Ukraine’s Drone Army Was Born In a Crucible of Conflict – Popular Mechanics

Seeing the Ukrainians need for drones, in July 2016 the U.S. did include some in a military assistance program, supplying 72 RQ-11 Raven drones worth about $12 million. Although proving capable in Iraq and Afghanistan, they quickly became a horrible vulnerability in the field. Russians are much more adept at 'radio-electronic warfare', and Russian-backed rebels had little trouble countering them. Now surviving Ravens are gathering dust in storage.

Could the Fury succeed where the U.S. Raven had so clearly failed? In a 2015 interview, Fury developers described how its drone uses multiple radio channels. Even if two are jammed, the drone still operates. Fury can survive GPS jamming, and when all signals are blocked, the autopilot can carry the drone out of the jammer's range by flying a pre-programmed route. The new RQ-11 Raven has a jam-resistant secure digital data link, but wasn't the version provided to Ukraine. So where a U.S. drone failed, Ukraine's homemade remedy provided an answer.

But surveillance drones like Fury are only half of the military equation, and in 2016, Ukraine started hunting for the other half.

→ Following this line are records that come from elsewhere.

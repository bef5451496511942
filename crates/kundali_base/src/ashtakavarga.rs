//! Ashtakavarga benefic-point aggregation.
//!
//! For each of the 7 classical planets, 8 contributors (the 7 planets
//! plus the ascendant) grant a point to signs at fixed offsets from
//! their own sign. Per-planet rows (BAV) sum into the combined table
//! (SAV), which then passes through the trikona and ekadhipatya
//! reductions.
//!
//! Totals across 12 signs are chart-independent under the default rules:
//! Sun 48, Moon 49, Mars 39, Mercury 54, Jupiter 56, Venus 52, Saturn 39,
//! SAV 337.

use crate::planet::SAPTA_PLANETS;

// ---------------------------------------------------------------------------
// Rules
// ---------------------------------------------------------------------------

/// Build a bitmask from 1-based offset values.
const fn bits(offsets: &[u8]) -> u16 {
    let mut mask = 0u16;
    let mut i = 0;
    while i < offsets.len() {
        mask |= 1u16 << offsets[i];
        i += 1;
    }
    mask
}

/// Offset tables for one ashtakavarga scheme.
///
/// `masks[target][contributor]` is a bitmask of favorable 1-based offsets
/// (1 = contributor's own sign, 2 = next sign, ..., 12 = previous sign).
/// Targets and the first 7 contributors follow SAPTA_PLANETS order;
/// contributor 7 is the ascendant.
#[derive(Debug, Clone, Copy)]
pub struct AshtakavargaRules {
    pub masks: [[u16; 8]; 7],
}

impl AshtakavargaRules {
    /// Whether `offset` (1-based) earns a point for this target/contributor.
    pub const fn grants_point(&self, target: usize, contributor: usize, offset: u8) -> bool {
        (self.masks[target][contributor] >> offset) & 1 == 1
    }
}

/// The standard Parashara offset tables.
pub const PARASHARA_RULES: AshtakavargaRules = AshtakavargaRules {
    masks: [
        // Sun
        [
            bits(&[1, 2, 4, 7, 8, 9, 10, 11]),
            bits(&[3, 6, 10, 11]),
            bits(&[1, 2, 4, 7, 8, 9, 10, 11]),
            bits(&[3, 5, 6, 9, 10, 11, 12]),
            bits(&[5, 6, 9, 11]),
            bits(&[6, 7, 12]),
            bits(&[1, 2, 4, 7, 8, 9, 10, 11]),
            bits(&[3, 4, 6, 10, 11, 12]),
        ],
        // Moon
        [
            bits(&[3, 6, 7, 8, 10, 11]),
            bits(&[1, 3, 6, 7, 10, 11]),
            bits(&[2, 3, 5, 6, 9, 10, 11]),
            bits(&[1, 3, 4, 5, 7, 8, 10, 11]),
            bits(&[1, 4, 7, 8, 10, 11, 12]),
            bits(&[3, 4, 5, 7, 9, 10, 11]),
            bits(&[3, 5, 6, 11]),
            bits(&[3, 6, 10, 11]),
        ],
        // Mars
        [
            bits(&[3, 5, 6, 10, 11]),
            bits(&[3, 6, 11]),
            bits(&[1, 2, 4, 7, 8, 10, 11]),
            bits(&[3, 5, 6, 11]),
            bits(&[6, 10, 11, 12]),
            bits(&[6, 8, 11, 12]),
            bits(&[1, 4, 7, 8, 9, 10, 11]),
            bits(&[1, 3, 6, 10, 11]),
        ],
        // Mercury
        [
            bits(&[5, 6, 9, 11, 12]),
            bits(&[2, 4, 6, 8, 10, 11]),
            bits(&[1, 2, 4, 7, 8, 9, 10, 11]),
            bits(&[1, 3, 5, 6, 9, 10, 11, 12]),
            bits(&[6, 8, 11, 12]),
            bits(&[1, 2, 3, 4, 5, 8, 9, 11]),
            bits(&[1, 2, 4, 7, 8, 9, 10, 11]),
            bits(&[1, 2, 4, 6, 8, 10, 11]),
        ],
        // Jupiter
        [
            bits(&[1, 2, 3, 4, 7, 8, 9, 10, 11]),
            bits(&[2, 5, 7, 9, 11]),
            bits(&[1, 2, 4, 7, 8, 10, 11]),
            bits(&[1, 2, 4, 5, 6, 9, 10, 11]),
            bits(&[1, 2, 3, 4, 7, 8, 10, 11]),
            bits(&[2, 5, 6, 9, 10, 11]),
            bits(&[3, 5, 6, 12]),
            bits(&[1, 2, 4, 5, 6, 7, 9, 10, 11]),
        ],
        // Venus
        [
            bits(&[8, 11, 12]),
            bits(&[1, 2, 3, 4, 5, 8, 9, 11, 12]),
            bits(&[3, 4, 6, 9, 11, 12]),
            bits(&[3, 5, 6, 9, 11]),
            bits(&[5, 8, 9, 10, 11]),
            bits(&[1, 2, 3, 4, 5, 8, 9, 10, 11]),
            bits(&[3, 4, 5, 8, 9, 10, 11]),
            bits(&[1, 2, 3, 4, 5, 8, 9, 11]),
        ],
        // Saturn
        [
            bits(&[1, 2, 4, 7, 8, 10, 11]),
            bits(&[3, 6, 11]),
            bits(&[3, 5, 6, 10, 11, 12]),
            bits(&[6, 8, 9, 10, 11, 12]),
            bits(&[5, 6, 11, 12]),
            bits(&[6, 11, 12]),
            bits(&[3, 5, 6, 11]),
            bits(&[1, 3, 4, 6, 10, 11]),
        ],
    ],
};

/// Per-planet BAV totals under PARASHARA_RULES (SAPTA_PLANETS order).
pub const BAV_TOTALS: [u8; 7] = [48, 49, 39, 54, 56, 52, 39];

/// SAV total under PARASHARA_RULES.
pub const SAV_TOTAL: u16 = 337;

// ---------------------------------------------------------------------------
// Reductions
// ---------------------------------------------------------------------------

/// Trikona groups (0-based sign indices): fire, earth, air, water trines.
const TRIKONA_GROUPS: [[usize; 3]; 4] = [[0, 4, 8], [1, 5, 9], [2, 6, 10], [3, 7, 11]];

/// Same-lord pairs (0-based): Mercury's Gemini/Virgo, Jupiter's
/// Sagittarius/Pisces. The other dual-lord pairs fall in different
/// trines and are already handled by the trikona reduction.
const EKADHIPATYA_PAIRS: [[usize; 2]; 2] = [[2, 5], [8, 11]];

/// Subtract each trine's minimum from its three signs.
pub fn trikona_reduction(totals: &[u16; 12]) -> [u16; 12] {
    let mut result = *totals;
    for group in &TRIKONA_GROUPS {
        let min_val = group.iter().map(|&i| result[i]).min().unwrap_or(0);
        for &i in group {
            result[i] -= min_val;
        }
    }
    result
}

/// Subtract each same-lord pair's minimum from both its signs.
pub fn ekadhipatya_reduction(after_trikona: &[u16; 12]) -> [u16; 12] {
    let mut result = *after_trikona;
    for pair in &EKADHIPATYA_PAIRS {
        let min_val = result[pair[0]].min(result[pair[1]]);
        result[pair[0]] -= min_val;
        result[pair[1]] -= min_val;
    }
    result
}

// ---------------------------------------------------------------------------
// Result
// ---------------------------------------------------------------------------

/// Distribution statistics over the 12 SAV values.
#[derive(Debug, Clone, Copy, PartialEq)]
pub struct AshtakavargaSummary {
    /// Sum of SAV across all 12 signs.
    pub total_points: u16,
    /// total_points / 12.
    pub average: f64,
    /// 1-based sign with the highest SAV (lowest sign wins ties).
    pub max_house: u8,
    pub max_value: u16,
    /// 1-based sign with the lowest SAV (lowest sign wins ties).
    pub min_house: u8,
    pub min_value: u16,
}

/// Complete ashtakavarga output: BAV rows, SAV, reductions, and summary.
#[derive(Debug, Clone, Copy)]
pub struct AshtakavargaResult {
    /// Per-planet points per sign; rows in SAPTA_PLANETS order.
    pub bav: [[u8; 12]; 7],
    /// Element-wise sum of the 7 BAV rows.
    pub sav: [u16; 12],
    /// SAV after the trikona reduction.
    pub after_trikona: [u16; 12],
    /// SAV after trikona then ekadhipatya reductions.
    pub after_ekadhipatya: [u16; 12],
    pub summary: AshtakavargaSummary,
}

/// BAV row for a single target planet.
///
/// `planet_rasis` holds 0-based sign indices in SAPTA_PLANETS order;
/// `lagna_rasi` is the ascendant's 0-based sign.
pub fn compute_bav(
    rules: &AshtakavargaRules,
    target: usize,
    planet_rasis: &[u8; 7],
    lagna_rasi: u8,
) -> [u8; 12] {
    let mut points = [0u8; 12];
    for (rashi, slot) in points.iter_mut().enumerate() {
        for contributor in 0..8usize {
            let contributor_rasi = if contributor < 7 {
                planet_rasis[contributor]
            } else {
                lagna_rasi
            };
            let offset = ((rashi as i16 - contributor_rasi as i16 + 12) % 12 + 1) as u8;
            if rules.grants_point(target, contributor, offset) {
                *slot += 1;
            }
        }
    }
    points
}

fn summarize(sav: &[u16; 12]) -> AshtakavargaSummary {
    let total_points: u16 = sav.iter().sum();
    let mut max_house = 0usize;
    let mut min_house = 0usize;
    for (i, &v) in sav.iter().enumerate() {
        if v > sav[max_house] {
            max_house = i;
        }
        if v < sav[min_house] {
            min_house = i;
        }
    }
    AshtakavargaSummary {
        total_points,
        average: f64::from(total_points) / 12.0,
        max_house: (max_house + 1) as u8,
        max_value: sav[max_house],
        min_house: (min_house + 1) as u8,
        min_value: sav[min_house],
    }
}

/// Full ashtakavarga under a given rules table.
pub fn compute_ashtakavarga_with(
    rules: &AshtakavargaRules,
    planet_rasis: &[u8; 7],
    lagna_rasi: u8,
) -> AshtakavargaResult {
    let mut bav = [[0u8; 12]; 7];
    for target in 0..SAPTA_PLANETS.len() {
        bav[target] = compute_bav(rules, target, planet_rasis, lagna_rasi);
    }

    let mut sav = [0u16; 12];
    for row in &bav {
        for (i, &p) in row.iter().enumerate() {
            sav[i] += u16::from(p);
        }
    }

    let after_trikona = trikona_reduction(&sav);
    let after_ekadhipatya = ekadhipatya_reduction(&after_trikona);
    let summary = summarize(&sav);

    AshtakavargaResult {
        bav,
        sav,
        after_trikona,
        after_ekadhipatya,
        summary,
    }
}

/// Full ashtakavarga under the standard Parashara rules.
pub fn compute_ashtakavarga(planet_rasis: &[u8; 7], lagna_rasi: u8) -> AshtakavargaResult {
    compute_ashtakavarga_with(&PARASHARA_RULES, planet_rasis, lagna_rasi)
}
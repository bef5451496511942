//! Chart orchestration over the pure computation core.
//!
//! This crate owns the ephemeris-provider seam, civil time handling,
//! birth-query validation, natal chart computation, and the chart-level
//! dasha and ashtakavarga entry points. All raw astronomy comes from an
//! [`EphemerisProvider`] implementation supplied by the caller.

pub mod dasha_bridge;
pub mod error;
pub mod key;
pub mod natal;
pub mod provider;
pub mod time;
pub mod types;

pub use dasha_bridge::{ashtakavarga_for_chart, dasha_snapshot, dasha_tree};
pub use error::ChartError;
pub use key::{chart_key, fnv1a_64};
pub use natal::compute_natal_chart;
pub use provider::{BodyState, EphemerisProvider, Houses};
pub use time::{LocalInstant, UtcInstant};
pub use types::{ALL_AYANAMSAS, Ayanamsa, BirthQuery, NatalChart, PlanetPosition};
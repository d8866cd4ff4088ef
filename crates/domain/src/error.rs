/// Shared error type used across all nexus crates.
#[derive(thiserror::Error, Debug)]
pub enum Error {
    #[error("IO: {0}")]
    Io(#[from] std::io::Error),

    #[error("JSON: {0}")]
    Json(#[from] serde_json::Error),

    #[error("HTTP: {0}")]
    Http(String),

    #[error("timeout: {0}")]
    Timeout(String),

    #[error("provider {provider}: {message}")]
    Provider { provider: String, message: String },

    #[error("store: {0}")]
    Store(String),

    #[error("validation: {0}")]
    Validation(String),

    #[error("tool not found: {0}")]
    ToolNotFound(String),

    #[error("config: {0}")]
    Config(String),

    #[error("auth: {0}")]
    Auth(String),

    #[error("{0}")]
    Other(String),
}

pub type Result<T> = std::result::Result<T, Error>;
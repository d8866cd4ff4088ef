mod interpolate;
mod llm;
mod memory;
mod server;
mod system;
mod ui;
mod user_defaults;

pub use interpolate::interpolate_env;
pub use llm::*;
pub use memory::*;
pub use server::*;
pub use system::*;
pub use ui::*;
pub use user_defaults::*;

use serde::{Deserialize, Serialize};
use std::fmt;

// ━━━━━━━━━━━━━━━━━━━━━━━━━━━━━━━━━━━━━━━━━━━━━━━━━━━━━━━━━━━━━━━━━━
// Top-level config — mirrors the closed configuration-key table.
// ━━━━━━━━━━━━━━━━━━━━━━━━━━━━━━━━━━━━━━━━━━━━━━━━━━━━━━━━━━━━━━━━━━

#[derive(Debug, Clone, Serialize, Deserialize, Default)]
pub struct Config {
    #[serde(default)]
    pub memory: MemoryConfig,
    #[serde(default)]
    pub system: SystemConfig,
    #[serde(default)]
    pub llm: LlmConfig,
    #[serde(default)]
    pub user_defaults: UserDefaultsConfig,
    #[serde(default)]
    pub ui: UiConfig,
    #[serde(default)]
    pub server: ServerConfig,
    #[serde(default)]
    pub admin: AdminConfig,
}

impl Config {
    /// Parse TOML source into a `Config`, applying `${NAME}` env-var
    /// interpolation to every provider `api_key` and `base_url`.
    pub fn load_from_toml(source: &str) -> Result<Self, toml::de::Error> {
        let mut config: Config = toml::from_str(source)?;
        for provider in config.llm.providers.values_mut() {
            if let Some(key) = provider.api_key.as_mut() {
                *key = interpolate_env(key);
            }
            provider.base_url = interpolate_env(&provider.base_url);
        }
        Ok(config)
    }
}

// ━━━━━━━━━━━━━━━━━━━━━━━━━━━━━━━━━━━━━━━━━━━━━━━━━━━━━━━━━━━━━━━━━━
// Admin
// ━━━━━━━━━━━━━━━━━━━━━━━━━━━━━━━━━━━━━━━━━━━━━━━━━━━━━━━━━━━━━━━━━━

#[derive(Debug, Clone, Serialize, Deserialize)]
pub struct AdminConfig {
    /// Environment variable holding the admin bearer token for operational
    /// endpoints outside the run loop (e.g. config reload). Unset disables
    /// them with a 403, following the teacher's dev-friendly default.
    #[serde(default = "d_admin_token_env")]
    pub token_env: String,
}

impl Default for AdminConfig {
    fn default() -> Self {
        Self {
            token_env: d_admin_token_env(),
        }
    }
}

fn d_admin_token_env() -> String {
    "NX_ADMIN_TOKEN".into()
}

// ━━━━━━━━━━━━━━━━━━━━━━━━━━━━━━━━━━━━━━━━━━━━━━━━━━━━━━━━━━━━━━━━━━
// Config validation
// ━━━━━━━━━━━━━━━━━━━━━━━━━━━━━━━━━━━━━━━━━━━━━━━━━━━━━━━━━━━━━━━━━━

#[derive(Debug, Clone, Copy, PartialEq, Eq)]
pub enum ConfigSeverity {
    Error,
    Warning,
}

#[derive(Debug, Clone)]
pub struct ConfigError {
    pub severity: ConfigSeverity,
    pub field: String,
    pub message: String,
}

impl fmt::Display for ConfigError {
    fn fmt(&self, f: &mut fmt::Formatter<'_>) -> fmt::Result {
        let tag = match self.severity {
            ConfigSeverity::Error => "ERROR",
            ConfigSeverity::Warning => "WARN",
        };
        write!(f, "[{tag}] {}: {}", self.field, self.message)
    }
}

impl Config {
    /// Validate the configuration and return a list of issues. Empty when
    /// everything looks good. Callers abort startup on any `Error` severity.
    pub fn validate(&self) -> Vec<ConfigError> {
        let mut errors = Vec::new();

        if self.server.port == 0 {
            errors.push(ConfigError {
                severity: ConfigSeverity::Error,
                field: "server.port".into(),
                message: "port must be greater than 0".into(),
            });
        }

        if self.server.host.is_empty() {
            errors.push(ConfigError {
                severity: ConfigSeverity::Error,
                field: "server.host".into(),
                message: "host must not be empty".into(),
            });
        }

        if self.llm.providers.is_empty() {
            errors.push(ConfigError {
                severity: ConfigSeverity::Warning,
                field: "llm.providers".into(),
                message: "no LLM providers configured".into(),
            });
        }

        for (id, provider) in &self.llm.providers {
            if provider.base_url.is_empty() {
                errors.push(ConfigError {
                    severity: ConfigSeverity::Error,
                    field: format!("llm.providers.{id}.base_url"),
                    message: "provider base_url must not be empty".into(),
                });
            } else if !provider.base_url.starts_with("http://")
                && !provider.base_url.starts_with("https://")
            {
                errors.push(ConfigError {
                    severity: ConfigSeverity::Error,
                    field: format!("llm.providers.{id}.base_url"),
                    message: format!(
                        "base_url must start with http:// or https:// (got \"{}\")",
                        provider.base_url
                    ),
                });
            }
        }

        for (name, entry) in &self.llm.catalog {
            if !self.llm.providers.contains_key(&entry.provider) {
                errors.push(ConfigError {
                    severity: ConfigSeverity::Error,
                    field: format!("llm.catalog.{name}.provider"),
                    message: format!(
                        "catalog entry references unknown provider \"{}\"",
                        entry.provider
                    ),
                });
            }
        }

        if self.server.cors.allowed_origins.len() == 1
            && self.server.cors.allowed_origins[0] == "*"
        {
            errors.push(ConfigError {
                severity: ConfigSeverity::Warning,
                field: "server.cors.allowed_origins".into(),
                message: "wildcard \"*\" allows all origins (not recommended for production)"
                    .into(),
            });
        }

        if let Some(rl) = &self.server.rate_limit {
            if rl.requests_per_second == 0 {
                errors.push(ConfigError {
                    severity: ConfigSeverity::Error,
                    field: "server.rate_limit.requests_per_second".into(),
                    message: "requests_per_second must be greater than 0".into(),
                });
            }
            if rl.burst_size == 0 {
                errors.push(ConfigError {
                    severity: ConfigSeverity::Error,
                    field: "server.rate_limit.burst_size".into(),
                    message: "burst_size must be greater than 0".into(),
                });
            }
        }

        if self.system.max_tool_iterations == 0 {
            errors.push(ConfigError {
                severity: ConfigSeverity::Error,
                field: "system.max_tool_iterations".into(),
                message: "max_tool_iterations must be greater than 0".into(),
            });
        }

        errors
    }
}

// ━━━━━━━━━━━━━━━━━━━━━━━━━━━━━━━━━━━━━━━━━━━━━━━━━━━━━━━━━━━━━━━━━━
// Tests
// ━━━━━━━━━━━━━━━━━━━━━━━━━━━━━━━━━━━━━━━━━━━━━━━━━━━━━━━━━━━━━━━━━━

#[cfg(test)]
mod tests {
    use super::*;
    use std::collections::HashMap;

    fn valid_config() -> Config {
        let mut providers = HashMap::new();
        providers.insert(
            "openai".to_string(),
            ProviderConfig {
                api_key: Some("sk-test".into()),
                base_url: "https://api.openai.com/v1".into(),
                model: Some("gpt-4o".into()),
            },
        );
        Config {
            server: ServerConfig {
                port: 3210,
                host: "127.0.0.1".into(),
                ..ServerConfig::default()
            },
            llm: LlmConfig {
                providers,
                ..LlmConfig::default()
            },
            ..Config::default()
        }
    }

    fn find_issue<'a>(issues: &'a [ConfigError], field_prefix: &str) -> Option<&'a ConfigError> {
        issues.iter().find(|e| e.field.starts_with(field_prefix))
    }

    #[test]
    fn valid_config_passes() {
        let issues = valid_config().validate();
        let errors: Vec<_> = issues
            .iter()
            .filter(|e| e.severity == ConfigSeverity::Error)
            .collect();
        assert!(errors.is_empty(), "expected no errors, got: {errors:?}");
    }

    #[test]
    fn server_port_zero_is_error() {
        let mut cfg = valid_config();
        cfg.server.port = 0;
        let issues = cfg.validate();
        let issue = find_issue(&issues, "server.port").expect("expected server.port error");
        assert_eq!(issue.severity, ConfigSeverity::Error);
    }

    #[test]
    fn server_host_empty_is_error() {
        let mut cfg = valid_config();
        cfg.server.host = String::new();
        let issues = cfg.validate();
        let issue = find_issue(&issues, "server.host").expect("expected server.host error");
        assert_eq!(issue.severity, ConfigSeverity::Error);
    }

    #[test]
    fn provider_base_url_invalid_scheme_is_error() {
        let mut cfg = valid_config();
        cfg.llm.providers.get_mut("openai").unwrap().base_url = "ws://localhost:1234".into();
        let issues = cfg.validate();
        let issue = find_issue(&issues, "llm.providers.openai.base_url")
            .expect("expected provider base_url error");
        assert_eq!(issue.severity, ConfigSeverity::Error);
    }

    #[test]
    fn catalog_entry_referencing_unknown_provider_is_error() {
        let mut cfg = valid_config();
        cfg.llm.catalog.insert(
            "ghost-model".into(),
            CatalogEntry {
                provider: "nonexistent".into(),
                id: "whatever".into(),
            },
        );
        let issues = cfg.validate();
        let issue = find_issue(&issues, "llm.catalog.ghost-model")
            .expect("expected catalog provider error");
        assert_eq!(issue.severity, ConfigSeverity::Error);
    }

    #[test]
    fn no_providers_is_warning() {
        let mut cfg = valid_config();
        cfg.llm.providers.clear();
        let issues = cfg.validate();
        let issue = find_issue(&issues, "llm.providers").expect("expected no-providers warning");
        assert_eq!(issue.severity, ConfigSeverity::Warning);
    }

    #[test]
    fn cors_wildcard_is_warning() {
        let mut cfg = valid_config();
        cfg.server.cors.allowed_origins = vec!["*".into()];
        let issues = cfg.validate();
        let issue = find_issue(&issues, "server.cors.allowed_origins")
            .expect("expected CORS wildcard warning");
        assert_eq!(issue.severity, ConfigSeverity::Warning);
    }

    #[test]
    fn rate_limit_zero_rps_is_error() {
        let mut cfg = valid_config();
        cfg.server.rate_limit = Some(RateLimitConfig {
            requests_per_second: 0,
            burst_size: 100,
        });
        let issues = cfg.validate();
        let issue = find_issue(&issues, "server.rate_limit.requests_per_second")
            .expect("expected rps error");
        assert_eq!(issue.severity, ConfigSeverity::Error);
    }

    #[test]
    fn max_tool_iterations_zero_is_error() {
        let mut cfg = valid_config();
        cfg.system.max_tool_iterations = 0;
        let issues = cfg.validate();
        let issue = find_issue(&issues, "system.max_tool_iterations")
            .expect("expected max_tool_iterations error");
        assert_eq!(issue.severity, ConfigSeverity::Error);
    }

    #[test]
    fn config_error_display_format() {
        let err = ConfigError {
            severity: ConfigSeverity::Error,
            field: "server.port".into(),
            message: "port must be greater than 0".into(),
        };
        assert_eq!(
            format!("{err}"),
            "[ERROR] server.port: port must be greater than 0"
        );
    }

    #[test]
    fn load_from_toml_interpolates_env() {
        std::env::set_var("NX_TEST_CFG_KEY", "interpolated-secret");
        let toml_str = r#"
[llm.providers.openai]
api_key = "${NX_TEST_CFG_KEY}"
base_url = "https://api.openai.com/v1"
"#;
        let cfg = Config::load_from_toml(toml_str).unwrap();
        assert_eq!(
            cfg.llm.providers.get("openai").unwrap().api_key.as_deref(),
            Some("interpolated-secret")
        );
        std::env::remove_var("NX_TEST_CFG_KEY");
    }
}
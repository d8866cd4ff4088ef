//! Wires the registry to the bus: consumes `tools.requests`, dispatches to
//! the named tool, publishes `tools.results` (spec §4.6).

use std::sync::Arc;

use nx_bus::{Bus, Topic};
use nx_domain::models::{Message, MessageContent, Role};

use crate::registry::ToolRegistry;

pub fn register(bus: &Bus, registry: Arc<ToolRegistry>) {
    let publish_bus = bus.clone();
    bus.subscribe(Topic::ToolsRequests, move |payload| {
        let registry = registry.clone();
        let bus = publish_bus.clone();
        async move {
            let envelope: Message = match serde_json::from_value(payload) {
                Ok(m) => m,
                Err(e) => {
                    tracing::warn!(error = %e, "tool executor: malformed request, dropping");
                    return;
                }
            };
            let response = dispatch(&envelope, &registry).await;
            bus.publish(Topic::ToolsResults, serde_json::to_value(response).unwrap());
        }
    });
}

async fn dispatch(envelope: &Message, registry: &ToolRegistry) -> Message {
    let outcome = match envelope.content.as_map() {
        Some(map) => run_tool(map, registry).await,
        None => Err("tools.requests payload is not a shape with name/args/call_id".to_string()),
    };

    let call_id = envelope
        .content
        .as_map()
        .and_then(|m| m.get("call_id"))
        .and_then(|v| v.as_str())
        .unwrap_or("")
        .to_string();
    let tool_name = envelope
        .content
        .as_map()
        .and_then(|m| m.get("name"))
        .and_then(|v| v.as_str())
        .unwrap_or("unknown")
        .to_string();

    let mut content = serde_json::Map::new();
    match outcome {
        Ok(result) => {
            content.insert("status".into(), serde_json::json!("success"));
            content.insert("result".into(), serde_json::json!(result));
        }
        Err(error) => {
            content.insert("status".into(), serde_json::json!("error"));
            content.insert("result".into(), serde_json::json!(error));
        }
    }
    content.insert("tool_name".into(), serde_json::json!(tool_name));
    content.insert("call_id".into(), serde_json::json!(call_id));

    Message::new(
        envelope.run_id.clone(),
        envelope.owner_key.clone(),
        Role::Tool,
        MessageContent::Map(content),
    )
}

async fn run_tool(
    map: &serde_json::Map<String, serde_json::Value>,
    registry: &ToolRegistry,
) -> Result<String, String> {
    let name = map
        .get("name")
        .and_then(|v| v.as_str())
        .ok_or_else(|| "tools.requests payload missing 'name'".to_string())?;
    let args = map.get("args").cloned().unwrap_or(serde_json::Value::Null);

    let tool = registry
        .get(name)
        .ok_or_else(|| format!("Tool '{name}' not found in registry"))?;

    tool.invoke(args).await.map_err(|e| e.to_string())
}
//! Gatekeeper: resolves public keys to member profiles, creating records on
//! first sight and merging per-user overrides onto system defaults.

mod record;
mod store;

pub use record::{EffectiveProfile, IdentityRecord, UserOverrides};
pub use store::{IdentityService, SharedIdentityService};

Antonov, once famed for building some of the world's biggest transport planes, is now just a part of the state-run UkrOboronProm, a giant defense conglomerate which some say is riddled with corruption and inefficiency. In summer 2016, Antonov unveiled a prototype of a fixed-wing drone called the AN-BK-1 Horlytsia ("Turtle Dove"). With a twenty-foot wingspan, it's the biggest Ukrainian-made drone ever made, able to "engage targets with onboard weapons" like a cut-price Reaper. Sources say the Turtle Dove could be in the Ukrainian military arsenal later this year.

Another deal with Polish company WB Electronics, will add a second lethal drone called the Warmate a portable kamikaze attack drone resembling the U.S. Switchblade. Ukraine will make up to a thousand Warmates under license; these can take out targets including light armored vehicles from several miles away.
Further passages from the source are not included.